Task data START
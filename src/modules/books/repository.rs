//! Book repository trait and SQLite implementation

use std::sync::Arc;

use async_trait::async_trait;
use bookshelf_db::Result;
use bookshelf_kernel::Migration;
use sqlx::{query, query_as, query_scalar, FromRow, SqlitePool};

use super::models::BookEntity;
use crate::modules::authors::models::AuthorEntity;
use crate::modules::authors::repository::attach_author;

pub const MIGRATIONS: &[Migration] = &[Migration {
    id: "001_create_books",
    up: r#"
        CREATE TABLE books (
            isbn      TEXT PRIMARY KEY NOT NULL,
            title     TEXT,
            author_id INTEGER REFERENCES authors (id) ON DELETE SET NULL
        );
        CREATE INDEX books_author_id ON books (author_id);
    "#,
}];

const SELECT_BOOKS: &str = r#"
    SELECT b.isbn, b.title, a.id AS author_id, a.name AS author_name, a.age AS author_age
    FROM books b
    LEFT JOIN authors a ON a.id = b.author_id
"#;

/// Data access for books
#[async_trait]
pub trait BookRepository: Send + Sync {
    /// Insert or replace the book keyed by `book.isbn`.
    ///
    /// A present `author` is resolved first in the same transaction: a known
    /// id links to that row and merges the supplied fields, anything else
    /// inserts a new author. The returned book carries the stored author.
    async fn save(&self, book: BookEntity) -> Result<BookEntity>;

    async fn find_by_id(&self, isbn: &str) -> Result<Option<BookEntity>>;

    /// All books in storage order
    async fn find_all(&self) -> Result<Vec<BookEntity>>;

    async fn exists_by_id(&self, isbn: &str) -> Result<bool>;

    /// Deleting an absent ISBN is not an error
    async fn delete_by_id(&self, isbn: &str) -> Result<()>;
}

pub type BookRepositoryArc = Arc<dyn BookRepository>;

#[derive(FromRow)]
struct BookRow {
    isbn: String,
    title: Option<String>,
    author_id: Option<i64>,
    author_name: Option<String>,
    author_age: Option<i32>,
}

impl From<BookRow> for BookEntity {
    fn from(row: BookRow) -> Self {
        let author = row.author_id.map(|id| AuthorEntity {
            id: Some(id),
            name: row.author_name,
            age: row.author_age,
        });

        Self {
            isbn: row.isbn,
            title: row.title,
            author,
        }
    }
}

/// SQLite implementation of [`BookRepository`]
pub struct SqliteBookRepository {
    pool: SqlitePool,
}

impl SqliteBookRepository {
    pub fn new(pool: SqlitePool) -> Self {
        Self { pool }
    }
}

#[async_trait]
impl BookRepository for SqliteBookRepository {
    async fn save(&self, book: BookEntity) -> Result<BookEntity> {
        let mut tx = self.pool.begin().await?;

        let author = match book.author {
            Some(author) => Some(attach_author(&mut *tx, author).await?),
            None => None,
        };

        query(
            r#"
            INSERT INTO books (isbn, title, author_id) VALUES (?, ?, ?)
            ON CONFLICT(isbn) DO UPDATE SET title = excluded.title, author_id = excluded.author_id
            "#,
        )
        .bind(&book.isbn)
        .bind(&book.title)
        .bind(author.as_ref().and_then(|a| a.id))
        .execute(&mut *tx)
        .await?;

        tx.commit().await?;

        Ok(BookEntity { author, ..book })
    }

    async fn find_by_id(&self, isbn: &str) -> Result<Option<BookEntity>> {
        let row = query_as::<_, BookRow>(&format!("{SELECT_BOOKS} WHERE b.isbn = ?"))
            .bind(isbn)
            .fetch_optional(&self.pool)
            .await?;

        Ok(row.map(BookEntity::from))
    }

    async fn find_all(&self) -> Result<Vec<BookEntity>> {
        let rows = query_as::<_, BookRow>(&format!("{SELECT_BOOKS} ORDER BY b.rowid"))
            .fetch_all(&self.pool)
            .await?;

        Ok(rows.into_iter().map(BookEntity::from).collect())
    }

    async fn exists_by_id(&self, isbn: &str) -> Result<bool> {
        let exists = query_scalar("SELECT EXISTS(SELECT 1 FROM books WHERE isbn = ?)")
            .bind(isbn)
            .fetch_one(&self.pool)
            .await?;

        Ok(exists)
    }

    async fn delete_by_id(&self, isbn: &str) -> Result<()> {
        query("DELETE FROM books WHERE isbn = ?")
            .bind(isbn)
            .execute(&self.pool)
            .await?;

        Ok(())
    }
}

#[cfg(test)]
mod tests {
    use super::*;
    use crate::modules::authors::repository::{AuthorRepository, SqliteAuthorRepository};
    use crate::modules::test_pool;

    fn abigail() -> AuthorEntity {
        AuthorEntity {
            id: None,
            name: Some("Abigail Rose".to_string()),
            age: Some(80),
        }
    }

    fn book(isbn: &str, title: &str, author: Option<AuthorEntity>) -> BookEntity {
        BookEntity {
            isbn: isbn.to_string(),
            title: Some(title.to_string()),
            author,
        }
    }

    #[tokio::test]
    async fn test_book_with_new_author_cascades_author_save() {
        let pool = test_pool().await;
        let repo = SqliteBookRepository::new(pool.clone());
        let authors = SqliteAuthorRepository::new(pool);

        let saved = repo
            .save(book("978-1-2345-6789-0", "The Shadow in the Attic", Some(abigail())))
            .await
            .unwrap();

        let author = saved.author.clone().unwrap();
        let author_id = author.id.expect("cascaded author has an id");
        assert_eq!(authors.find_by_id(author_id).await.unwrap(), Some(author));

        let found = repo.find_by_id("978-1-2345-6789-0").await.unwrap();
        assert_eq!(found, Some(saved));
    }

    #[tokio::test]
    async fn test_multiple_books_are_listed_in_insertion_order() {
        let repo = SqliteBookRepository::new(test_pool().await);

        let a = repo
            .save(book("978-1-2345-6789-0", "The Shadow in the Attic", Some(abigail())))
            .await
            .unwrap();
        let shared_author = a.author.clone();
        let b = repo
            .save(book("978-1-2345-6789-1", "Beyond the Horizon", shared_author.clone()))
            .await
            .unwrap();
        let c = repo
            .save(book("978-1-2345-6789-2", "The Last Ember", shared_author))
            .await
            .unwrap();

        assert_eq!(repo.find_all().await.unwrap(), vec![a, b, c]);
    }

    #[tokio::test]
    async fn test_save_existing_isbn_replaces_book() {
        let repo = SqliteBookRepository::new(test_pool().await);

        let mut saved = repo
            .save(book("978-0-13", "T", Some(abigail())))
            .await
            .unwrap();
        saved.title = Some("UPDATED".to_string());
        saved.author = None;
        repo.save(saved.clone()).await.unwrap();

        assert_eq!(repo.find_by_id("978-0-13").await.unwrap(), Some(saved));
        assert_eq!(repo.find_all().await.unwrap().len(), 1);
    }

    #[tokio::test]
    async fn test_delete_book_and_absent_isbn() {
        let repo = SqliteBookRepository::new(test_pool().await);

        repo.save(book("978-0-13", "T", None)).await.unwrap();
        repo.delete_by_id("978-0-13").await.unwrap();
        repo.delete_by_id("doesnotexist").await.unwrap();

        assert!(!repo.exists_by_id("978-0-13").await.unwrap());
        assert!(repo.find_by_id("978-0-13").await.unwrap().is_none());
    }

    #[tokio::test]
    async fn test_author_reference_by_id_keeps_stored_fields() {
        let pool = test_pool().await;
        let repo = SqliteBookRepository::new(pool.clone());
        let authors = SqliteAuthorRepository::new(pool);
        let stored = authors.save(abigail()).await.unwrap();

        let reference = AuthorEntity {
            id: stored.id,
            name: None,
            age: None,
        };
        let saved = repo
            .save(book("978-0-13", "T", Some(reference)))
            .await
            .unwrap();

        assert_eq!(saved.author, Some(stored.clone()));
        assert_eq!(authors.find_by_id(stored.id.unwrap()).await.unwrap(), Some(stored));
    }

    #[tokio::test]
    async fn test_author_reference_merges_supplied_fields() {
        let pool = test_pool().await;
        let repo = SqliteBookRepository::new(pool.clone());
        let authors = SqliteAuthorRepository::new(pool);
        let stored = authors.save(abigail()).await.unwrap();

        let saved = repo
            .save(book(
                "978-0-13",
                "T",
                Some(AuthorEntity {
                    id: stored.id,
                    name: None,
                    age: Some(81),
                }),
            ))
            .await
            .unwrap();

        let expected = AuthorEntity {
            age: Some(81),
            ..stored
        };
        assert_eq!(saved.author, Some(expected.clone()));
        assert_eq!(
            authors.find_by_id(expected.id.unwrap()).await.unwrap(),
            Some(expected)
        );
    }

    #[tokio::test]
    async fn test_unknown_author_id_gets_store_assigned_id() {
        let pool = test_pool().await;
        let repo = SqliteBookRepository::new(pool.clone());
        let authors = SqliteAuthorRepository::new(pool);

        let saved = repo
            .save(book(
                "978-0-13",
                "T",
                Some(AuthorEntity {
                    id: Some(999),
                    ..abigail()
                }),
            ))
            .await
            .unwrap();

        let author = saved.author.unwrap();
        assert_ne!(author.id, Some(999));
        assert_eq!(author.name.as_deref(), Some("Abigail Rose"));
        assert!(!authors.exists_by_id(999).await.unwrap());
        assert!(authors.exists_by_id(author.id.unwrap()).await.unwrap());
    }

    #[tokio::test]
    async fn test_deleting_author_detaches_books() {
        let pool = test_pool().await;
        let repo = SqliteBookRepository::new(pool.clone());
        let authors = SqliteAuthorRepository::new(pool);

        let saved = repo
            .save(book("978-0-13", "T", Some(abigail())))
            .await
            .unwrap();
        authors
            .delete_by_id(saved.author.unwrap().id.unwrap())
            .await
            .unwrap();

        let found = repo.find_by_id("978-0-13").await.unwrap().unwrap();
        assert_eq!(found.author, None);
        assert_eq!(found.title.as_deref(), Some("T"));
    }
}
Task data END
§ Task goal: Gather each line of the listing containing the word "bool" and show it.

§ Reply to the task:
    async fn exists_by_id(&self, isbn: &str) -> Result<bool>;
    async fn exists_by_id(&self, isbn: &str) -> Result<bool> {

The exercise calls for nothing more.